## Saved entries
-----
// src/config.rs

use std::{env, path::PathBuf, sync::Arc, time::Duration};

use anyhow::Context;
use sqlx::postgres::PgPoolOptions;

use crate::{
    common::i18n::I18nStore,
    db::{
        AccountRepository, ClientRepository, MemoryStore, OrderRepository, PgStore,
        PreRegistrationRepository, SharedStore, UserRepository,
    },
    models::print::StudioInfo,
    services::{
        audit::SecurityAudit,
        auth::{IdentityProvider, LocalIdentityProvider},
        cache::Cache,
        client_directory::ClientDirectory,
        dashboard_service::DashboardService,
        document_service::DocumentService,
        order_workflow::OrderWorkflow,
        pre_registration::PreRegistrationGate,
        session::{SessionController, DEFAULT_IDLE_MINUTES},
        session_cell::SessionCell,
        user_admin::UserAdminService,
        view_store::ViewStore,
    },
};

/// Domínios de hospedagem conhecidos; outro domínio só gera um aviso no log.
pub const ALLOWED_DOMAINS: [&str; 4] = [
    "localhost",
    "127.0.0.1",
    "studio-osmanager.firebaseapp.com",
    "ilmoretto.github.io",
];

#[derive(Debug, Clone, Copy, PartialEq, Eq)]
pub enum StoreBackend {
    Postgres,
    Memory,
}

#[derive(Debug, Clone)]
pub struct AppConfig {
    pub store_backend: StoreBackend,
    pub database_url: Option<String>,
    pub jwt_secret: String,
    pub bcrypt_cost: u32,
    pub bootstrap_admin_email: String,
    pub idle_timeout: Duration,
    pub hosting_domain: String,
    pub project_id: String,
    pub bind_addr: String,
    pub studio: StudioInfo,
    pub technical_responsible: String,
    pub fonts_dir: PathBuf,
}

impl Default for AppConfig {
    fn default() -> Self {
        Self {
            store_backend: StoreBackend::Memory,
            database_url: None,
            jwt_secret: "dev-secret".into(),
            bcrypt_cost: bcrypt::DEFAULT_COST,
            bootstrap_admin_email: "admin@osmanager.local".into(),
            idle_timeout: Duration::from_secs(DEFAULT_IDLE_MINUTES * 60),
            hosting_domain: "localhost".into(),
            project_id: "osmanager-dev".into(),
            bind_addr: "0.0.0.0:3000".into(),
            studio: StudioInfo {
                name: "Studio".into(),
                cnpj: None,
                phone: None,
                email: None,
                site: None,
                address: None,
                pix_key: None,
            },
            technical_responsible: String::new(),
            fonts_dir: PathBuf::from("./fonts"),
        }
    }
}

fn var_or(name: &str, default: &str) -> String {
    env::var(name).unwrap_or_else(|_| default.to_string())
}

fn optional_var(name: &str) -> Option<String> {
    env::var(name).ok().filter(|v| !v.trim().is_empty())
}

impl AppConfig {
    pub fn from_env() -> anyhow::Result<Self> {
        dotenvy::dotenv().ok();
        let defaults = Self::default();

        let store_backend = match var_or("STORE_BACKEND", "postgres").to_lowercase().as_str() {
            "postgres" => StoreBackend::Postgres,
            "memory" => StoreBackend::Memory,
            other => anyhow::bail!("STORE_BACKEND inválido: '{}' (use postgres ou memory)", other),
        };

        let database_url = env::var("DATABASE_URL").ok();
        if store_backend == StoreBackend::Postgres && database_url.is_none() {
            anyhow::bail!("DATABASE_URL deve ser definida quando STORE_BACKEND=postgres");
        }

        let jwt_secret = env::var("JWT_SECRET").context("JWT_SECRET deve ser definido")?;
        let bootstrap_admin_email = env::var("BOOTSTRAP_ADMIN_EMAIL")
            .context("BOOTSTRAP_ADMIN_EMAIL deve ser definido")?
            .trim()
            .to_lowercase();

        let idle_minutes: u64 = var_or("IDLE_TIMEOUT_MINUTES", &DEFAULT_IDLE_MINUTES.to_string())
            .parse()
            .context("IDLE_TIMEOUT_MINUTES deve ser um número inteiro")?;
        if idle_minutes == 0 {
            anyhow::bail!("IDLE_TIMEOUT_MINUTES deve ser maior que zero");
        }

        let bcrypt_cost: u32 = var_or("BCRYPT_COST", &bcrypt::DEFAULT_COST.to_string())
            .parse()
            .context("BCRYPT_COST deve ser um número inteiro")?;

        let studio = StudioInfo {
            name: var_or("STUDIO_NAME", &defaults.studio.name),
            cnpj: optional_var("STUDIO_CNPJ"),
            phone: optional_var("STUDIO_PHONE"),
            email: optional_var("STUDIO_EMAIL"),
            site: optional_var("STUDIO_SITE"),
            address: optional_var("STUDIO_ADDRESS"),
            pix_key: optional_var("STUDIO_PIX_KEY"),
        };

        let config = Self {
            store_backend,
            database_url,
            jwt_secret,
            bcrypt_cost,
            bootstrap_admin_email,
            idle_timeout: Duration::from_secs(idle_minutes * 60),
            hosting_domain: var_or("HOSTING_DOMAIN", &defaults.hosting_domain),
            project_id: var_or("PROJECT_ID", &defaults.project_id),
            bind_addr: var_or("BIND_ADDR", &defaults.bind_addr),
            studio,
            technical_responsible: var_or("TECHNICAL_RESPONSIBLE", ""),
            fonts_dir: PathBuf::from(var_or("FONTS_DIR", "./fonts")),
        };
        config.check_hosting_domain();
        Ok(config)
    }

    /// Domínio fora da lista não impede a execução.
    pub fn check_hosting_domain(&self) -> bool {
        let known = is_allowed_domain(&self.hosting_domain);
        if !known {
            tracing::warn!(
                "⚠️ Domínio '{}' fora da lista de domínios autorizados do projeto {}",
                self.hosting_domain,
                self.project_id
            );
        }
        known
    }
}

pub fn is_allowed_domain(domain: &str) -> bool {
    let host = domain.split(':').next().unwrap_or(domain).trim().to_lowercase();
    ALLOWED_DOMAINS.contains(&host.as_str())
}

// =========================================================================
//  ESTADO DA APLICAÇÃO
// =========================================================================

#[derive(Clone)]
pub struct AppState {
    pub config: Arc<AppConfig>,
    pub store: SharedStore,
    pub identity: Arc<dyn IdentityProvider>,
    pub cell: SessionCell,
    pub view: ViewStore,
    pub audit: SecurityAudit,
    pub session: SessionController,
    pub gate: PreRegistrationGate,
    pub directory: ClientDirectory,
    pub workflow: OrderWorkflow,
    pub dashboard: DashboardService,
    pub documents: DocumentService,
    pub admin: UserAdminService,
    pub i18n_store: Arc<I18nStore>,
}

impl AppState {
    /// Monta o grafo de dependências sobre um store já aberto.
    pub fn build(config: AppConfig, store: SharedStore) -> Self {
        let identity: Arc<dyn IdentityProvider> = Arc::new(
            LocalIdentityProvider::new(AccountRepository::new(store.clone()), config.jwt_secret.clone())
                .with_cost(config.bcrypt_cost),
        );

        let users = UserRepository::new(store.clone());
        let pre_registrations = PreRegistrationRepository::new(store.clone());
        let client_repo = ClientRepository::new(store.clone());
        let order_repo = OrderRepository::new(store.clone());

        let cell = SessionCell::new();
        let view = ViewStore::new();
        let audit = SecurityAudit::new();
        let clients = Cache::new();
        let orders = Cache::new();

        let dashboard = DashboardService::new(clients.clone(), orders.clone(), view.clone());
        let documents = DocumentService::new(config.studio.clone(), config.fonts_dir.clone());

        let directory = ClientDirectory::new(
            client_repo.clone(),
            cell.clone(),
            clients,
            orders.clone(),
            dashboard.clone(),
            view.clone(),
            audit.clone(),
        );
        let workflow = OrderWorkflow::new(
            order_repo,
            client_repo,
            cell.clone(),
            orders,
            dashboard.clone(),
            documents.clone(),
            view.clone(),
            audit.clone(),
            config.technical_responsible.clone(),
        );
        let session = SessionController::new(
            identity.clone(),
            users.clone(),
            pre_registrations.clone(),
            cell.clone(),
            directory.clone(),
            workflow.clone(),
            view.clone(),
            audit.clone(),
            &config.bootstrap_admin_email,
            config.idle_timeout,
        );
        let gate = PreRegistrationGate::new(
            pre_registrations,
            identity.clone(),
            cell.clone(),
            audit.clone(),
            &config.bootstrap_admin_email,
        );
        let admin = UserAdminService::new(users, cell.clone(), session.clone(), audit.clone());

        Self {
            config: Arc::new(config),
            store,
            identity,
            cell,
            view,
            audit,
            session,
            gate,
            directory,
            workflow,
            dashboard,
            documents,
            admin,
            i18n_store: Arc::new(I18nStore::new()),
        }
    }

    pub async fn new() -> anyhow::Result<Self> {
        let config = AppConfig::from_env()?;

        let store: SharedStore = match config.store_backend {
            StoreBackend::Postgres => {
                let database_url = config
                    .database_url
                    .as_deref()
                    .context("DATABASE_URL deve ser definida")?;
                let db_pool = PgPoolOptions::new()
                    .max_connections(5)
                    .acquire_timeout(Duration::from_secs(3))
                    .connect(database_url)
                    .await?;
                tracing::info!("✅ Conexão com o banco de dados estabelecida com sucesso!");

                let store = PgStore::new(db_pool);
                store.migrate().await?;
                tracing::info!("✅ Migrações do banco de dados executadas com sucesso!");
                Arc::new(store)
            }
            StoreBackend::Memory => {
                tracing::warn!("⚠️ STORE_BACKEND=memory: os dados se perdem ao encerrar o processo");
                Arc::new(MemoryStore::new())
            }
        };

        Ok(Self::build(config, store))
    }
}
-----
## WORK REQUEST
Search the data for "OrderWorkflow". Copy each line that has it.

## SOLUTION BELOW
        order_workflow::OrderWorkflow,
    pub workflow: OrderWorkflow,
        let workflow = OrderWorkflow::new(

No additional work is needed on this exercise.